Predictions Market sends us to Gizmodo for an interesting take on the question: when you "buy" "content" for Amazon's Kindle or the Sony Reader, are you buying a crippled license to intellectual property when you download, or are you buying a book? If the latter, then the first sale doctrine, which lets you hawk your old Harry Potter hardcovers on eBay, would apply. Some law students at Columbia took a swing at the question and Gizmodo reprints the "surprisingly readable" legal summary. Short answer: those restrictive licenses may very well be legal, and even if you had rights under the first sale doctrine, you might only be able to resell or give away your Kindle — not a copy of the work.

9 of 295 comments (clear)

  1. I got a better lawyer by gnutoo · · Score: 5, Insightful

    I think I'll stick with Lessig's opinions and the surprisingly readable US Constitution.

    How to sell your copy of Hary Potter only touches on the madness of paper based copyright applied to digital files. If these books are no longer mine, they are no longer the library's either. Do we really want a future where anyone and everyone can be cut off of knowledge at the flip of a switch? Where "owners" must be trusted with the raw material of history? No.

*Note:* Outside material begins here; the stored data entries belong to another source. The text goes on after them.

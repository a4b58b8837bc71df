//! Console backends — stand-ins for the vendor SDKs that write each call to
//! the log instead of the network.

use gondar_core::backend::{AnalyticsBackend, ProductAnalyticsBackend, TelemetryBackend};
use gondar_core::error::SinkError;
use gondar_core::event::TransactionRef;
use gondar_core::parameter::{ScalarMap, TextMap};
use serde_json::Value;
use tracing::info;

fn render(parameters: Option<&ScalarMap>) -> String {
    parameters.map_or_else(String::new, |map| Value::Object(map.clone()).to_string())
}

/// Logs mobile analytics SDK calls.
#[derive(Debug, Default)]
pub struct ConsoleAnalyticsBackend;

impl AnalyticsBackend for ConsoleAnalyticsBackend {
    fn log_event(&self, name: &str, parameters: Option<&ScalarMap>) -> Result<(), SinkError> {
        info!(backend = "analytics", event = name, parameters = %render(parameters), "log_event");
        Ok(())
    }

    fn set_user_property(&self, value: Option<&str>, for_name: &str) -> Result<(), SinkError> {
        info!(backend = "analytics", property = for_name, value = ?value, "set_user_property");
        Ok(())
    }
}

/// Logs product analytics SDK calls.
#[derive(Debug, Default)]
pub struct ConsoleProductBackend;

impl ProductAnalyticsBackend for ConsoleProductBackend {
    fn track(&self, event: &str, properties: Option<&ScalarMap>) -> Result<(), SinkError> {
        info!(backend = "product", event, properties = %render(properties), "track");
        Ok(())
    }

    fn set_people_property(&self, property: &str, to: &Value) -> Result<(), SinkError> {
        info!(backend = "product", property, value = %to, "people.set");
        Ok(())
    }
}

/// Logs telemetry SDK calls.
#[derive(Debug, Default)]
pub struct ConsoleTelemetryBackend;

impl TelemetryBackend for ConsoleTelemetryBackend {
    fn signal(&self, name: &str, parameters: Option<&TextMap>) -> Result<(), SinkError> {
        info!(backend = "telemetry", signal = name, parameters = ?parameters, "signal");
        Ok(())
    }

    fn purchase_completed(&self, transaction: &TransactionRef) -> Result<(), SinkError> {
        info!(
            backend = "telemetry",
            transaction_id = transaction.transaction_id(),
            product_id = transaction.product_id(),
            "purchase_completed"
        );
        Ok(())
    }
}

    The answer to all this is very simple. The lower cost of publishing should bring lower protections and fewer created rights because fewer incentives are required. Advertising costs have not declined, so it is easier to recoup publishing investments now than ever. Worse for high cost, established publishers technology makes old laws contradictory and insane. Publishers want to make "unwet water" and outlaw the normal stuff by dominating the channels of distribution - the no real library future. We should allow people to make exact copies of almost all works and distribute them freely. It's really that easy and companies that can't live with that kind of freedom should look for a new line of honest work.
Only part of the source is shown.